À medida que a era da IA se desenrola, a questão de como a inteligência artificial interagirá e aprenderá com os usuários é primordial. Krym argumenta que IA baseada em memória, capaz de crescer com seu usuário e construir confiança por meio da continuidade, não é apenas um recurso desejável, mas uma necessidade para relações significativas entre humanos e máquinas. Ainda assim, ela acredita firmemente que isso deve ser construído sobre uma base de controle robusto do usuário, privacidade e consentimento explícito.

Desenhando um contraste marcante com os métodos de rastreamento frequentemente intrusivos em termos de privacidade prevalentes no Web2, Krym imagina um futuro onde agentes de IA aprendem e lembram interações com o usuário de forma ética e segura. “Absolutamente—e acreditamos que devem ser. IA baseada em memória não é apenas uma característica; é essencial para construir relações significativas e personalizadas entre humanos e máquinas,” afirmou Krym.

Para alcançar essa visão, a Vyvo Smart Chain arquitetou seu sistema em torno de NFTs de Dados, uma abordagem que, segundo Krym, coloca o usuário firmemente no controle de seus próprios dados. “É por isso que construímos nosso sistema em torno de NFTs de Dados na Vyvo Smart Chain. Cada usuário possui seu próprio contêiner de memória criptografado. A IA pode acessá-lo somente com consentimento explícito e revogável. Sem raspagem. Sem portas dos fundos.

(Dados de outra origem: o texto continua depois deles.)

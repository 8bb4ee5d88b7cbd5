//! # wsline-client
//!
//! The `--connect` side of wsline.
//!
//! - **Connect**: [`parse_connect_url`], [`build_request`], rustls configuration and the
//!   bounded opening handshake
//! - **Console**: [`ConsoleInput`] over a raw-mode terminal editor or any buffered reader
//! - **Session**: [`Session`] runs scripted or interactive mode and owns the one-shot
//!   shutdown sequence guarded by [`SessionState`]

#![deny(unsafe_code)]

pub mod client;
pub mod connect;
pub mod console;
pub mod errors;
pub mod session;
pub mod state;
pub mod tls;

pub use client::run_client;
pub use connect::{ClientStream, build_request, check_subprotocol, connect, parse_connect_url};
pub use console::{
    ConsoleInput, LineSource, PlainDisplay, PromptDisplay, ReaderSource, TerminalSource,
};
pub use errors::{ConnectError, SessionError};
pub use session::{Session, SessionOptions, SessionOutcome};
pub use state::{CloseTrigger, SessionPhase, SessionState};
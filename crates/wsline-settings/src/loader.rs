//! Settings loading with deep merge and environment variable overrides.
//!
//! Loading flow:
//! 1. Start with compiled [`WslineSettings::default()`]
//! 2. If the settings file exists, deep-merge user values over defaults
//! 3. Apply environment variable overrides
//!
//! Deep merge rules:
//! - Objects are merged recursively (source overrides target per-key)
//! - Arrays and primitives are replaced entirely by source
//! - Null values in source are skipped (preserving target)

use std::path::{Path, PathBuf};

use serde_json::Value;
use tracing::{debug, warn};

use crate::errors::Result;
use crate::types::WslineSettings;

/// Resolve the path to the settings file (`~/.wsline/settings.json`).
pub fn settings_path() -> PathBuf {
    let home = std::env::var("HOME").unwrap_or_else(|_| "/tmp".to_string());
    PathBuf::from(home).join(".wsline").join("settings.json")
}

/// Load settings from the default path with env var overrides.
pub fn load_settings() -> Result<WslineSettings> {
    load_settings_from_path(&settings_path())
}

/// Load settings from a specific path with env var overrides.
///
/// If the file does not exist, returns defaults. If the file contains
/// invalid JSON, returns an error.
pub fn load_settings_from_path(path: &Path) -> Result<WslineSettings> {
    let mut settings = load_file_layer(path)?;
    apply_env_overrides(&mut settings);
    Ok(settings)
}

fn load_file_layer(path: &Path) -> Result<WslineSettings> {
    let defaults = serde_json::to_value(WslineSettings::default())?;

    let merged = if path.exists() {
        debug!(?path, "loading settings from file");
        let content = std::fs::read_to_string(path)?;
        let user: Value = serde_json::from_str(&content)?;
        deep_merge(defaults, user)
    } else {
        debug!(?path, "settings file not found, using defaults");
        defaults
    };

    Ok(serde_json::from_value(merged)?)
}

/// Recursive deep merge of two JSON values.
pub fn deep_merge(target: Value, source: Value) -> Value {
    match (target, source) {
        (Value::Object(mut target_map), Value::Object(source_map)) => {
            for (key, source_val) in source_map {
                if source_val.is_null() {
                    continue;
                }
                let merged = if let Some(target_val) = target_map.remove(&key) {
                    deep_merge(target_val, source_val)
                } else {
                    source_val
                };
                let _ = target_map.insert(key, merged);
            }
            Value::Object(target_map)
        }
        (_, source) => source,
    }
}

/// Apply overrides from the process environment.
pub fn apply_env_overrides(settings: &mut WslineSettings) {
    apply_env_overrides_with(settings, |name| std::env::var(name).ok());
}

/// Apply overrides using `lookup` to read variables.
///
/// Booleans accept `true`/`1`/`yes`/`on` or `false`/`0`/`no`/`off`.
/// Invalid values are ignored with a warning. `NO_COLOR` follows the
/// no-color.org convention: any non-empty value disables color.
pub fn apply_env_overrides_with<F>(settings: &mut WslineSettings, lookup: F)
where
    F: Fn(&str) -> Option<String>,
{
    let env = EnvReader { lookup };

    // ── Client ──────────────────────────────────────────────────────
    if let Some(v) = env.u64_range("WSLINE_WAIT", 0, 86_400) {
        settings.client.wait_secs = v;
    }
    if let Some(v) = env.string("WSLINE_SUBPROTOCOL") {
        settings.client.subprotocol = Some(v.clone());
        settings.server.subprotocol = Some(v);
    }
    if let Some(v) = env.string("WSLINE_ORIGIN") {
        settings.client.origin = Some(v);
    }
    if let Some(v) = env.bool("WSLINE_SHOW_CONTROL_FRAMES") {
        settings.client.show_control_frames = v;
        settings.server.show_control_frames = v;
    }

    // ── Server ──────────────────────────────────────────────────────
    if let Some(v) = env.string("WSLINE_LISTEN_HOST") {
        settings.server.host = v;
    }

    // ── Output ──────────────────────────────────────────────────────
    if env.string("NO_COLOR").is_some() {
        settings.output.color = false;
    }
    if let Some(v) = env.bool("WSLINE_NO_COLOR") {
        settings.output.color = !v;
    }
    if let Some(v) = env.bool("WSLINE_DEBUG") {
        settings.output.debug = v;
    }
}

// ── Pure parsing functions ──────────────────────────────────────────────────

/// Parse a string as a boolean.
///
/// Accepts (case-insensitive): `true`/`1`/`yes`/`on` or `false`/`0`/`no`/`off`.
pub fn parse_bool(val: &str) -> Option<bool> {
    match val.to_lowercase().as_str() {
        "true" | "1" | "yes" | "on" => Some(true),
        "false" | "0" | "no" | "off" => Some(false),
        _ => None,
    }
}

/// Parse a string as a `u64` within a range.
pub fn parse_u64_range(val: &str, min: u64, max: u64) -> Option<u64> {
    let n: u64 = val.parse().ok()?;
    (n >= min && n <= max).then_some(n)
}

// ── Env readers ─────────────────────────────────────────────────────────────

struct EnvReader<F> {
    lookup: F,
}

impl<F> EnvReader<F>
where
    F: Fn(&str) -> Option<String>,
{
    fn string(&self, name: &str) -> Option<String> {
        (self.lookup)(name).filter(|v| !v.is_empty())
    }

    fn bool(&self, name: &str) -> Option<bool> {
        let val = (self.lookup)(name)?;
        let result = parse_bool(&val);
        if result.is_none() {
            warn!(key = name, value = %val, "invalid boolean env var, ignoring");
        }
        result
    }

    fn u64_range(&self, name: &str, min: u64, max: u64) -> Option<u64> {
        let val = (self.lookup)(name)?;
        let result = parse_u64_range(&val, min, max);
        if result.is_none() {
            warn!(key = name, value = %val, "invalid integer env var, ignoring");
        }
        result
    }
}

// ─────────────────────────────────────────────────────────────────────────────
// Tests
// ─────────────────────────────────────────────────────────────────────────────
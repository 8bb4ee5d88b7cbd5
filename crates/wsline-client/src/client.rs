//! Client entry point: connect, pick a console, run the session.

use std::io::IsTerminal;
use std::sync::Arc;

use tokio::io::BufReader;
use tokio_util::sync::CancellationToken;
use tracing::info;
use wsline_core::Reporter;
use wsline_settings::ClientSettings;

use crate::connect::{connect, parse_connect_url};
use crate::console::{ConsoleInput, PlainDisplay, ReaderSource, TerminalSource};
use crate::errors::SessionError;
use crate::session::{Session, SessionOptions, SessionOutcome};
use crate::state::CloseTrigger;

/// Connect to `target` and run one session to completion.
///
/// With a non-empty `settings.execute` the session is scripted; otherwise
/// lines are read from the terminal (or from piped stdin).
pub async fn run_client(
    target: &str,
    settings: &ClientSettings,
    reporter: Arc<dyn Reporter>,
    interrupt: CancellationToken,
) -> Result<SessionOutcome, SessionError> {
    let url = parse_connect_url(target)?;
    let (stream, _response) = connect(&url, settings).await?;
    info!(%url, "connected");
    reporter.ok("Connected (press CTRL+C to quit)");

    let session = Session::new(stream, SessionOptions::from_settings(settings), reporter);

    let outcome = if let Some(line) = settings.scripted_line() {
        session.run_scripted(line, settings.wait(), &interrupt).await
    } else {
        match open_console() {
            Ok(console) => session.run_interactive(console, &interrupt).await,
            Err(e) => {
                let _ = session.close(CloseTrigger::ConsoleClosed).await;
                return Err(SessionError::Console(e));
            }
        }
    };

    info!(trigger = ?outcome.trigger, "session ended");
    Ok(outcome)
}

/// Line editor on a terminal, plain line reader otherwise.
fn open_console() -> std::io::Result<ConsoleInput> {
    if std::io::stdin().is_terminal() {
        let (source, prompt) = TerminalSource::new()?;
        Ok(ConsoleInput::start(source, Arc::new(prompt)))
    } else {
        let source = ReaderSource::new(BufReader::new(tokio::io::stdin()));
        Ok(ConsoleInput::start(source, Arc::new(PlainDisplay)))
    }
}
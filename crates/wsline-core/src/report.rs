//! Operator-facing output.
//!
//! Components never print directly: they receive an `Arc<dyn Reporter>` at
//! construction time. `main` assembles one [`TerminalReporter`]; tests use
//! [`MemoryReporter`]. Diagnostics go through `tracing` instead.

use std::io::{IsTerminal, Write};

use crossterm::style::Stylize;
use parking_lot::Mutex;

use crate::message::{InboundMessage, MessageKind};

/// Output capability, one method per category of operator message.
pub trait Reporter: Send + Sync {
    /// Lifecycle notice (connected, listening, disconnected).
    fn ok(&self, message: &str);
    /// Something the operator should know went wrong.
    fn error(&self, message: &str);
    /// A frame received from the peer.
    fn received(&self, message: &InboundMessage);
}

/// Category of a reported line.
#[derive(Clone, Copy, Debug, PartialEq, Eq)]
pub enum ReportLevel {
    /// [`Reporter::ok`].
    Ok,
    /// [`Reporter::error`].
    Error,
    /// [`Reporter::received`].
    Received,
}

/// Writes colored lines to stdout.
#[derive(Debug)]
pub struct TerminalReporter {
    color: bool,
    line_ending: &'static str,
}

impl TerminalReporter {
    /// Create a reporter. `color = false` disables all styling.
    ///
    /// When stdout is a terminal, lines end in `\r\n` so output stays aligned
    /// while the console line editor holds the terminal in raw mode.
    pub fn new(color: bool) -> Self {
        let line_ending = if std::io::stdout().is_terminal() {
            "\r\n"
        } else {
            "\n"
        };
        Self { color, line_ending }
    }

    fn write_line(&self, text: &str, level: ReportLevel, kind: Option<MessageKind>) {
        let mut stdout = std::io::stdout().lock();
        let result = if self.color {
            let styled = match (level, kind) {
                (ReportLevel::Error, _) => text.yellow(),
                (ReportLevel::Received, Some(MessageKind::Text | MessageKind::Binary)) => {
                    text.blue()
                }
                _ => text.green(),
            };
            write!(stdout, "{styled}{}", self.line_ending)
        } else {
            write!(stdout, "{text}{}", self.line_ending)
        };
        if result.and_then(|()| stdout.flush()).is_err() {
            tracing::debug!("failed to write to stdout");
        }
    }
}

impl Reporter for TerminalReporter {
    fn ok(&self, message: &str) {
        self.write_line(message, ReportLevel::Ok, None);
    }

    fn error(&self, message: &str) {
        self.write_line(message, ReportLevel::Error, None);
    }

    fn received(&self, message: &InboundMessage) {
        self.write_line(&message.describe(), ReportLevel::Received, Some(message.kind));
    }
}

/// Records every reported line in memory.
#[derive(Debug, Default)]
pub struct MemoryReporter {
    lines: Mutex<Vec<(ReportLevel, String)>>,
}

impl MemoryReporter {
    /// Create an empty recorder.
    pub fn new() -> Self {
        Self::default()
    }

    /// All recorded lines in order.
    pub fn lines(&self) -> Vec<(ReportLevel, String)> {
        self.lines.lock().clone()
    }

    /// Recorded lines at one level.
    pub fn at_level(&self, level: ReportLevel) -> Vec<String> {
        self.lines
            .lock()
            .iter()
            .filter(|(l, _)| *l == level)
            .map(|(_, text)| text.clone())
            .collect()
    }

    /// Recorded error lines.
    pub fn errors(&self) -> Vec<String> {
        self.at_level(ReportLevel::Error)
    }

    /// Whether any recorded line contains `needle`.
    pub fn contains(&self, needle: &str) -> bool {
        self.lines.lock().iter().any(|(_, text)| text.contains(needle))
    }

    fn push(&self, level: ReportLevel, text: String) {
        self.lines.lock().push((level, text));
    }
}

impl Reporter for MemoryReporter {
    fn ok(&self, message: &str) {
        self.push(ReportLevel::Ok, message.to_string());
    }

    fn error(&self, message: &str) {
        self.push(ReportLevel::Error, message.to_string());
    }

    fn received(&self, message: &InboundMessage) {
        self.push(ReportLevel::Received, message.describe());
    }
}

#[cfg(test)]
mod tests {
    use super::*;
    use std::sync::Arc;

    #[test]
    fn memory_reporter_records_in_order() {
        let reporter = MemoryReporter::new();
        reporter.ok("Connected");
        reporter.received(&InboundMessage::text("hi"));
        reporter.error("bad");

        let lines = reporter.lines();
        assert_eq!(lines.len(), 3);
        assert_eq!(lines[0], (ReportLevel::Ok, "Connected".to_string()));
        assert_eq!(lines[1], (ReportLevel::Received, "< hi".to_string()));
        assert_eq!(lines[2], (ReportLevel::Error, "bad".to_string()));
    }

    #[test]
    fn memory_reporter_filters() {
        let reporter = MemoryReporter::new();
        reporter.error("one");
        reporter.ok("two");
        reporter.error("three");
        assert_eq!(reporter.errors(), vec!["one".to_string(), "three".to_string()]);
        assert!(reporter.contains("tw"));
        assert!(!reporter.contains("four"));
    }

    #[test]
    fn reporter_is_object_safe() {
        let reporter: Arc<dyn Reporter> = Arc::new(MemoryReporter::new());
        reporter.ok("works");
    }

    #[test]
    fn terminal_reporter_writes_without_color() {
        // Smoke test: writing must not panic regardless of stdout kind.
        let reporter = TerminalReporter::new(false);
        reporter.ok("ok line");
        reporter.received(&InboundMessage::binary(vec![1, 2, 3]));
    }
}
//! Server error types.

use thiserror::Error;

/// Fatal listen-mode errors.
#[derive(Debug, Error)]
pub enum ServerError {
    /// The listener could not bind.
    #[error("failed to listen on {addr}: {source}")]
    Bind {
        /// Requested bind address.
        addr: String,
        /// Underlying I/O failure.
        #[source]
        source: std::io::Error,
    },
    /// The bound listener could not report its address.
    #[error("failed to read local address: {0}")]
    LocalAddr(#[source] std::io::Error),
    /// The route path is not usable.
    #[error("invalid route path \"{0}\": must start with '/'")]
    InvalidPath(String),
}
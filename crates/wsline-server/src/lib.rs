//! # wsline-server
//!
//! The `--listen` side of wsline.
//!
//! - **Server**: [`EchoServer`] mounts a single WebSocket route on an axum router and
//!   serves it until the shutdown token fires
//! - **Echo**: [`run_echo`] displays every frame a client sends and, when enabled,
//!   writes text frames straight back

#![deny(unsafe_code)]

pub mod echo;
pub mod errors;
pub mod server;

pub use echo::{EchoOptions, EchoSummary, run_echo};
pub use errors::ServerError;
pub use server::EchoServer;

Sem registros centralizados.”

Sobre como a IA será daqui a cinco anos, Krym prevê que ela se moverá de ferramentas reativas para “presenças colaborativas.” Ainda assim, ela vê o uso ético ou a falta dele como um desafio que crescerá com o aumento do uso da IA.

“Mas o maior desafio não é técnico—é ético. Reguladores precisarão enfrentar questões em torno da soberania dos dados, memória e consentimento. Quem possui os dados de treinamento? Que direitos um usuário tem sobre a memória de uma IA que ele moldou?,” afirma Krym.

No entanto, ela ressalta que, embora essas questões exijam novos frameworks, o Web3, e não os reguladores tradicionais, oferece “respostas poderosas.”

“Camadas de consentimento descentralizadas, memória de propriedade do usuário e fluxos de dados transparentes podem servir como guardrails regulatórios por design, não apenas política. O desafio é real. Mas a oportunidade também é,” Krym explica.